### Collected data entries
--------------------------------
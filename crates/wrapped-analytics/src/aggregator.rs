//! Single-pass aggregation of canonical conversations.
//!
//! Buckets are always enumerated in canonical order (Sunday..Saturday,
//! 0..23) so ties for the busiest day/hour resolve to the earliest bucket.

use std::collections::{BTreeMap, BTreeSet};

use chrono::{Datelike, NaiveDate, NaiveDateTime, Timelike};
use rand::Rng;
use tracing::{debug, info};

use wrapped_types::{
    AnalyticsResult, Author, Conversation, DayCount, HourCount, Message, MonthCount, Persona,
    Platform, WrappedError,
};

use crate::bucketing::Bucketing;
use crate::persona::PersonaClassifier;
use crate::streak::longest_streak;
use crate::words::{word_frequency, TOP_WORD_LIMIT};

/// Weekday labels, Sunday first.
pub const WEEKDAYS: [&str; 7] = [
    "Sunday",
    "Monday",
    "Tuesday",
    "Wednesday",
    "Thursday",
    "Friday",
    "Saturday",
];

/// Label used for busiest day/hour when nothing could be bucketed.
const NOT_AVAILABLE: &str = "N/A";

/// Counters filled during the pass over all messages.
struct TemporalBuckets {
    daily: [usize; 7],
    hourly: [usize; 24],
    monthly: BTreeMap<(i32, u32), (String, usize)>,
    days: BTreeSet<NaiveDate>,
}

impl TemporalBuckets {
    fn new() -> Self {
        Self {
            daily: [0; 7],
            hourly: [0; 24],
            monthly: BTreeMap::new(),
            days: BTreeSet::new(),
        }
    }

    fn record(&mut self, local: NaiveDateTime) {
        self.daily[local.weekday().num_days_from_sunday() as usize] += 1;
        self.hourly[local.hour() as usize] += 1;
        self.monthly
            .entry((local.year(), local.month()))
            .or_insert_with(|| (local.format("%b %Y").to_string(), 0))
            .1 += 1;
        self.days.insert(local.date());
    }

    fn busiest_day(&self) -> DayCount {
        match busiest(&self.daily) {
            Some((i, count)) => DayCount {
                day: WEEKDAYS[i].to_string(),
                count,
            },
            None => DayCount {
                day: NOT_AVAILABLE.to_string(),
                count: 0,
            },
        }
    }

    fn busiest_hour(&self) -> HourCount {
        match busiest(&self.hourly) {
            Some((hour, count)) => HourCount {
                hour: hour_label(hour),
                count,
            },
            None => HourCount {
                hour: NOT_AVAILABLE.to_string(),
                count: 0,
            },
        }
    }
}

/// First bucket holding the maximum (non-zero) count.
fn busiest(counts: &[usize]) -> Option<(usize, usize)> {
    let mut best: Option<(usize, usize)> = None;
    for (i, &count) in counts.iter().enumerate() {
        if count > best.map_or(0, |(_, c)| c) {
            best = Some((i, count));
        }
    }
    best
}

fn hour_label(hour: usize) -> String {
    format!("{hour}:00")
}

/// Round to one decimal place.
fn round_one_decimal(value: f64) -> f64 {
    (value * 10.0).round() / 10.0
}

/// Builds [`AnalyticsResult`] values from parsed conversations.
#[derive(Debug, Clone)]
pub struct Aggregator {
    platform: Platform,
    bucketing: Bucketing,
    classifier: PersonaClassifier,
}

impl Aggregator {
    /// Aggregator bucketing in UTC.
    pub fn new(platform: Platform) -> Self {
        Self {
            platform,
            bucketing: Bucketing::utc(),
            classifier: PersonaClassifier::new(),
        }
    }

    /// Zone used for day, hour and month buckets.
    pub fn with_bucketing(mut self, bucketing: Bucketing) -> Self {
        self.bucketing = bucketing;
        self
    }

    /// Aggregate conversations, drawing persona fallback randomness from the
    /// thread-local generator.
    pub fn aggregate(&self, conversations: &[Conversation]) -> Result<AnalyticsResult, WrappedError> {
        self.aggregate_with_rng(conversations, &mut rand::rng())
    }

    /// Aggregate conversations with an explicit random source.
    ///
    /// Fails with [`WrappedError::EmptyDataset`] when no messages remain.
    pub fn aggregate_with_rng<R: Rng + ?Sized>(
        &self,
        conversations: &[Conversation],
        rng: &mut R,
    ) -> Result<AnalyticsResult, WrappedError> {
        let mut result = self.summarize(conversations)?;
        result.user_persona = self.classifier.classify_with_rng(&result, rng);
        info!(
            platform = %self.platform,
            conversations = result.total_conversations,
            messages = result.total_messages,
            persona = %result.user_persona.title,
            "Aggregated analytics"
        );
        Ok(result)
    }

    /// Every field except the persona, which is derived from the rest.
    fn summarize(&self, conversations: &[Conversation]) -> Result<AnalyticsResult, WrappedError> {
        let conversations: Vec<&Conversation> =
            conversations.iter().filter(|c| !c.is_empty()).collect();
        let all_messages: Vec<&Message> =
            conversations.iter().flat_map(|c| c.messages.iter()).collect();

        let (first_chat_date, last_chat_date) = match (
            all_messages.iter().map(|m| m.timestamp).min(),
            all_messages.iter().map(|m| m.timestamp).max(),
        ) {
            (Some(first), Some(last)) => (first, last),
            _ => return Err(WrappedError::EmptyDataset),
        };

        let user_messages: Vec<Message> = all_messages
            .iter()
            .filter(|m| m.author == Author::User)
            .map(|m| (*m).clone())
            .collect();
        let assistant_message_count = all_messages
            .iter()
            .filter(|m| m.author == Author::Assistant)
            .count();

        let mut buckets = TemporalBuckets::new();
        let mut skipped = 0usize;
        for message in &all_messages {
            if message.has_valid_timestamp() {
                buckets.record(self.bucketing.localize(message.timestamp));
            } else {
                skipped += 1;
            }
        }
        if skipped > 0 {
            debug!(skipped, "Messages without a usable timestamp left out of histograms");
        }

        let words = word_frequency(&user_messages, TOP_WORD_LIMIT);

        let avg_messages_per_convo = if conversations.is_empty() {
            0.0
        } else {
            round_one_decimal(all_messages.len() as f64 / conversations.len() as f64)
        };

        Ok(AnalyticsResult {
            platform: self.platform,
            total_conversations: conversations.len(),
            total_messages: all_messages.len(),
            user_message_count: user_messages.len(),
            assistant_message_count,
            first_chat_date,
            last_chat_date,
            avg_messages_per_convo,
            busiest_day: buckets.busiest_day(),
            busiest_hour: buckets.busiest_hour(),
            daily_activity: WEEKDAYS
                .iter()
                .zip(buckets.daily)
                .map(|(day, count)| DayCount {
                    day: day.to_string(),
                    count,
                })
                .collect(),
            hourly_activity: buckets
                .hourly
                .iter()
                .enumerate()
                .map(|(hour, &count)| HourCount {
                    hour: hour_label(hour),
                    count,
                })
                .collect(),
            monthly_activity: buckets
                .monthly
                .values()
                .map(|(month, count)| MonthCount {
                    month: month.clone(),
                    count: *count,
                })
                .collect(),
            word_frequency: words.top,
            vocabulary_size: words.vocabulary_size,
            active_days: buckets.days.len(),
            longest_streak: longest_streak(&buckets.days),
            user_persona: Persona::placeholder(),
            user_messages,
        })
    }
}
--------------------------------
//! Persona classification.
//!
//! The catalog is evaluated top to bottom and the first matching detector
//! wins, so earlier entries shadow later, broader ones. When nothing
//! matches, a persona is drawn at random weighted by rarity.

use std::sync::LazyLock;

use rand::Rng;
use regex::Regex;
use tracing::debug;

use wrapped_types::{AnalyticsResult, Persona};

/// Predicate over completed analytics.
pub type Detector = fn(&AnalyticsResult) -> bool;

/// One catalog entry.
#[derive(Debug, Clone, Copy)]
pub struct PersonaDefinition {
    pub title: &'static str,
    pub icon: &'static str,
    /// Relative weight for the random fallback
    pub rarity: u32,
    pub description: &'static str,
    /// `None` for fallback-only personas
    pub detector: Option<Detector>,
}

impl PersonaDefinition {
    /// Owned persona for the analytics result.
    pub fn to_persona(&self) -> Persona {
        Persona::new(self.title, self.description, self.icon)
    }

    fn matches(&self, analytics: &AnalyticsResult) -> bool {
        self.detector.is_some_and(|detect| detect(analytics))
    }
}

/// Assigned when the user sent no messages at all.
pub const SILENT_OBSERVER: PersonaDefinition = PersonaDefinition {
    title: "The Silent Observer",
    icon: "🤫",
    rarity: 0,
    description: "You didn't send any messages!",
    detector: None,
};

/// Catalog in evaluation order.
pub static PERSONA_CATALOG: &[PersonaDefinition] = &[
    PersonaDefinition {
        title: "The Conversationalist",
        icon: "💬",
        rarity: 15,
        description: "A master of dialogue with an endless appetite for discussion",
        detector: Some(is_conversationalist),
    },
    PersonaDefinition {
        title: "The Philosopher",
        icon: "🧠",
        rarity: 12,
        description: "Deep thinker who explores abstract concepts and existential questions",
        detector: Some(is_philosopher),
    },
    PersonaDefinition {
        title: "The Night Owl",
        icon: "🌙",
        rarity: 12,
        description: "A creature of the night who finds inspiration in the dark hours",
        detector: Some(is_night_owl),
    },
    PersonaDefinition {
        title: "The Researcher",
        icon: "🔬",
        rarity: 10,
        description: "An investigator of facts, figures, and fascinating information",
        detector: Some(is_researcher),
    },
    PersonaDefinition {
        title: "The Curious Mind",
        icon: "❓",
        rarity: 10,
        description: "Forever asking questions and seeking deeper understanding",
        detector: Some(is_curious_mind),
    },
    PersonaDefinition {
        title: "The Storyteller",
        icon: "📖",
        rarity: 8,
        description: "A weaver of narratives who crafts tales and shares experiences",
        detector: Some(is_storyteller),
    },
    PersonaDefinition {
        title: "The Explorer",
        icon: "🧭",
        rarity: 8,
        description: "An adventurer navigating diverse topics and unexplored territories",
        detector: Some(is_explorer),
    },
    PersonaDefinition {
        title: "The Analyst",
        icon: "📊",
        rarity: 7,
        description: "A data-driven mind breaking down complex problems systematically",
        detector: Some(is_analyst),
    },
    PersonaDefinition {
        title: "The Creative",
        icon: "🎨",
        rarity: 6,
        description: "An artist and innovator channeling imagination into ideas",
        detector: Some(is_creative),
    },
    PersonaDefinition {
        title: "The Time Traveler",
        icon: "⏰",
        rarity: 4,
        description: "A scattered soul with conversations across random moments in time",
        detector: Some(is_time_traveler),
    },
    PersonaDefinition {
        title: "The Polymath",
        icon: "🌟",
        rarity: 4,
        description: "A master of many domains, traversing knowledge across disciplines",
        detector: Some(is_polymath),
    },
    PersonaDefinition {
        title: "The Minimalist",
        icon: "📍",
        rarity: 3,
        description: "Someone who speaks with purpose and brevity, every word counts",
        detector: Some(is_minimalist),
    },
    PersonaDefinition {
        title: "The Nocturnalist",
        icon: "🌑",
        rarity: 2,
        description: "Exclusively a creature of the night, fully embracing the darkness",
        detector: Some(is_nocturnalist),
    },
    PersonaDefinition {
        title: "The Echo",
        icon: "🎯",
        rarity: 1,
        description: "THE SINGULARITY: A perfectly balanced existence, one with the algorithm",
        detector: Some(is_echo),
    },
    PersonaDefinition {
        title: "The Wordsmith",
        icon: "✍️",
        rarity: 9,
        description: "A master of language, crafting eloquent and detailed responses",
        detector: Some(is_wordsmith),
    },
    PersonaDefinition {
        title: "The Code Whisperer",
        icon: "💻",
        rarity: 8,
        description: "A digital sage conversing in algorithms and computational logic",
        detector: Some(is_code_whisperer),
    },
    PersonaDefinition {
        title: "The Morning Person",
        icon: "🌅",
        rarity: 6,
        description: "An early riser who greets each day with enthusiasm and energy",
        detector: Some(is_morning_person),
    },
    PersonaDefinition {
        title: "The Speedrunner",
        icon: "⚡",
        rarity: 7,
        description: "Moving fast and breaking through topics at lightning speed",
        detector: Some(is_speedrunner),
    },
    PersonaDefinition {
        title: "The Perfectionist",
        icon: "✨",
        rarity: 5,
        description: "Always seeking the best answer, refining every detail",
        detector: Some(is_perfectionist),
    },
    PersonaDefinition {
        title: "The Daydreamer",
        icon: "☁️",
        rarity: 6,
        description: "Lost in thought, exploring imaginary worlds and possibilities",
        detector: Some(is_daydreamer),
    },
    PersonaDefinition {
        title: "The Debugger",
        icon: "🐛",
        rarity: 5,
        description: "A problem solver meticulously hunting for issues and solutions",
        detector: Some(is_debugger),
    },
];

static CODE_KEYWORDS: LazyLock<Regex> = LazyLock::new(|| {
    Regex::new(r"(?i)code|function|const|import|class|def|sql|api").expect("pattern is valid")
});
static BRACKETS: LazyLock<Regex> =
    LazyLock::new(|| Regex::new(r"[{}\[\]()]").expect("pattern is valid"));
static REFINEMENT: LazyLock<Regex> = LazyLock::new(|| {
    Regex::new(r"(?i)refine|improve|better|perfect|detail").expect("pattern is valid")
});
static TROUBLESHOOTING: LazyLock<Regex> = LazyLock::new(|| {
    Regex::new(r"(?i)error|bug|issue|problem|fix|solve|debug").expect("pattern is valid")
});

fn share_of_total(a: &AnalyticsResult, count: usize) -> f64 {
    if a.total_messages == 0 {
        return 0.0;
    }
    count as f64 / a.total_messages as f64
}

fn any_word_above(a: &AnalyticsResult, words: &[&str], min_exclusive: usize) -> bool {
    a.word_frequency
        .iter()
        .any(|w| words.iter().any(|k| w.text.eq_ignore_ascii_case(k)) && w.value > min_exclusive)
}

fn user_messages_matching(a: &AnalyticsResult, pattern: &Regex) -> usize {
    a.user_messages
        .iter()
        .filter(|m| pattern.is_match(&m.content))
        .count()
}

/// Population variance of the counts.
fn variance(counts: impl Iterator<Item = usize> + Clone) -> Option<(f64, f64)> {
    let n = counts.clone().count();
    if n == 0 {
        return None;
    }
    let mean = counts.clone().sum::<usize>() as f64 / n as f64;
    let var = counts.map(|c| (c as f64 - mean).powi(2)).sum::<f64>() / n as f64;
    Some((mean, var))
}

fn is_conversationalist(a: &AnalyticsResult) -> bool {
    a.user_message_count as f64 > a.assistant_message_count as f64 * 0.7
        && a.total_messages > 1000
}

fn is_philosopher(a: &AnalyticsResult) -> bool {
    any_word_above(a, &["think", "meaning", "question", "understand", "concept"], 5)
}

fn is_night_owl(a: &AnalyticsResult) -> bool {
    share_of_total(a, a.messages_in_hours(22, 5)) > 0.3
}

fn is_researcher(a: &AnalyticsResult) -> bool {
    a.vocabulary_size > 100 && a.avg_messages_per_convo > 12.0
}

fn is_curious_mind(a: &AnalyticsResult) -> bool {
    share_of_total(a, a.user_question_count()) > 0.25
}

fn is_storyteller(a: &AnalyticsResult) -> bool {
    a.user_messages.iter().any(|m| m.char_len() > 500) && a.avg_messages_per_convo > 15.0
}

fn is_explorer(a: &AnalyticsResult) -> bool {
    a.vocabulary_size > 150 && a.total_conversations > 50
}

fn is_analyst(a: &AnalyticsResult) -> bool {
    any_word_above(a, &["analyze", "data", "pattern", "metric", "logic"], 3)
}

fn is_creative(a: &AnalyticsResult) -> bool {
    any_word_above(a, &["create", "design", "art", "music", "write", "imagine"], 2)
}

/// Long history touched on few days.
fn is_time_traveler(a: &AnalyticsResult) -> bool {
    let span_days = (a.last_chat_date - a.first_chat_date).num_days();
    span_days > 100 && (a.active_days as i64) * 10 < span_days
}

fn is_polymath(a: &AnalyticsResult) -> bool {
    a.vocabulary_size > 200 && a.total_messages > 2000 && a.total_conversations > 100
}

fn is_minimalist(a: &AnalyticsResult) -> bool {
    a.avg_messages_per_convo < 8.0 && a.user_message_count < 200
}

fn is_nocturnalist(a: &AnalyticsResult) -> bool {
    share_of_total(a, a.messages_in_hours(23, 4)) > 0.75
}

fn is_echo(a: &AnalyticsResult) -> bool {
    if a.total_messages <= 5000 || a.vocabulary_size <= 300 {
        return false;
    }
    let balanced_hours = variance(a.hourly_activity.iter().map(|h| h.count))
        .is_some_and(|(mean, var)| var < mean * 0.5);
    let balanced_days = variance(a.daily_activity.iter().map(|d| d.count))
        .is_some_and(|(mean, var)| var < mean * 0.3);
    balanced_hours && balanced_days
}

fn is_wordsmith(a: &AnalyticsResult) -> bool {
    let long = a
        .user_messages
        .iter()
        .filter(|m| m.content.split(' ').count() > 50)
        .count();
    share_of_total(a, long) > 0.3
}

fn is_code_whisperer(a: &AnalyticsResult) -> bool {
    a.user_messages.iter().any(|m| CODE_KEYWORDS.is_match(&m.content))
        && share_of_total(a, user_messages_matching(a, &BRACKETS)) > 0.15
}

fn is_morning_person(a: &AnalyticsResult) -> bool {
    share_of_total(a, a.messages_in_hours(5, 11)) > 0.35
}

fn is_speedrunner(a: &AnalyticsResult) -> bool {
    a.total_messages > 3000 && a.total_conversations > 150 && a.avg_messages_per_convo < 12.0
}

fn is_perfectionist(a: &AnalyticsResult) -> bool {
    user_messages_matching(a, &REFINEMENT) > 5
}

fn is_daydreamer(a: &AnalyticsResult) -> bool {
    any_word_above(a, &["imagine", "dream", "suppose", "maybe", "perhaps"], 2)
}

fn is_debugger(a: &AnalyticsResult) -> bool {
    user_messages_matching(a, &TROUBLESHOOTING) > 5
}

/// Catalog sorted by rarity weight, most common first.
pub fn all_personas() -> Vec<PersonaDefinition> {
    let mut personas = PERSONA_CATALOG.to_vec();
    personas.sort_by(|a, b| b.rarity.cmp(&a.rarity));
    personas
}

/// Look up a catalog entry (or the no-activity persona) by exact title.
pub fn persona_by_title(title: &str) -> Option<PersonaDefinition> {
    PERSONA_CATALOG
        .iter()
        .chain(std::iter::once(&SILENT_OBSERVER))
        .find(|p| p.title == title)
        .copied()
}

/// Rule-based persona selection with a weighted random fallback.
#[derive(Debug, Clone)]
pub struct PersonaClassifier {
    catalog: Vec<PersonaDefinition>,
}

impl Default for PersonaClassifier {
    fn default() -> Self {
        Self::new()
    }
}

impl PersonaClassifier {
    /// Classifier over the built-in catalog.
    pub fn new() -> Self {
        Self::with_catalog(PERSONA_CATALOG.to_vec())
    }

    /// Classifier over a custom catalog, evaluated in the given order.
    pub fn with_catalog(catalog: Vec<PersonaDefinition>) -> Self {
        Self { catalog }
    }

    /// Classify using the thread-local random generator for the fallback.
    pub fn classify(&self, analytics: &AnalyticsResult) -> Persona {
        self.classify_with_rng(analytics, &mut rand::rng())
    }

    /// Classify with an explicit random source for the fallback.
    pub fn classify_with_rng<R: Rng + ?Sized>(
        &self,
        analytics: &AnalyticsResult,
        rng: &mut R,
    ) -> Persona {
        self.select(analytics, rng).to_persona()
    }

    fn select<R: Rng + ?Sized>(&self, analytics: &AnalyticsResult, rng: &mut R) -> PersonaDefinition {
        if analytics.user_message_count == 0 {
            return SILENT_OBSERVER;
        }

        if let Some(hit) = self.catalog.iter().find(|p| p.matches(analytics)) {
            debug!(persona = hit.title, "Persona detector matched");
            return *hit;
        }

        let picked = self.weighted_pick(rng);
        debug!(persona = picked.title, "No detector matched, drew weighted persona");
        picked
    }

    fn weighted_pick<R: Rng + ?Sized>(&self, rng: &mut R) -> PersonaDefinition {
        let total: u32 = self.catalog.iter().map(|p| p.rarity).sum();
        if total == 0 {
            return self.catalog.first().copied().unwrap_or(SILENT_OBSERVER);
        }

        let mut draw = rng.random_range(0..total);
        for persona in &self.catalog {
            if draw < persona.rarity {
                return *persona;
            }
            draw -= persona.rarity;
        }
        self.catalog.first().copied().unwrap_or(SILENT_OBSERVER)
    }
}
--------------------------------
### Brief
Where a line of the data contains "topics", copy that line.

### Result for this task
        description: "An adventurer navigating diverse topics and unexplored territories",
        description: "Moving fast and breaking through topics at lightning speed",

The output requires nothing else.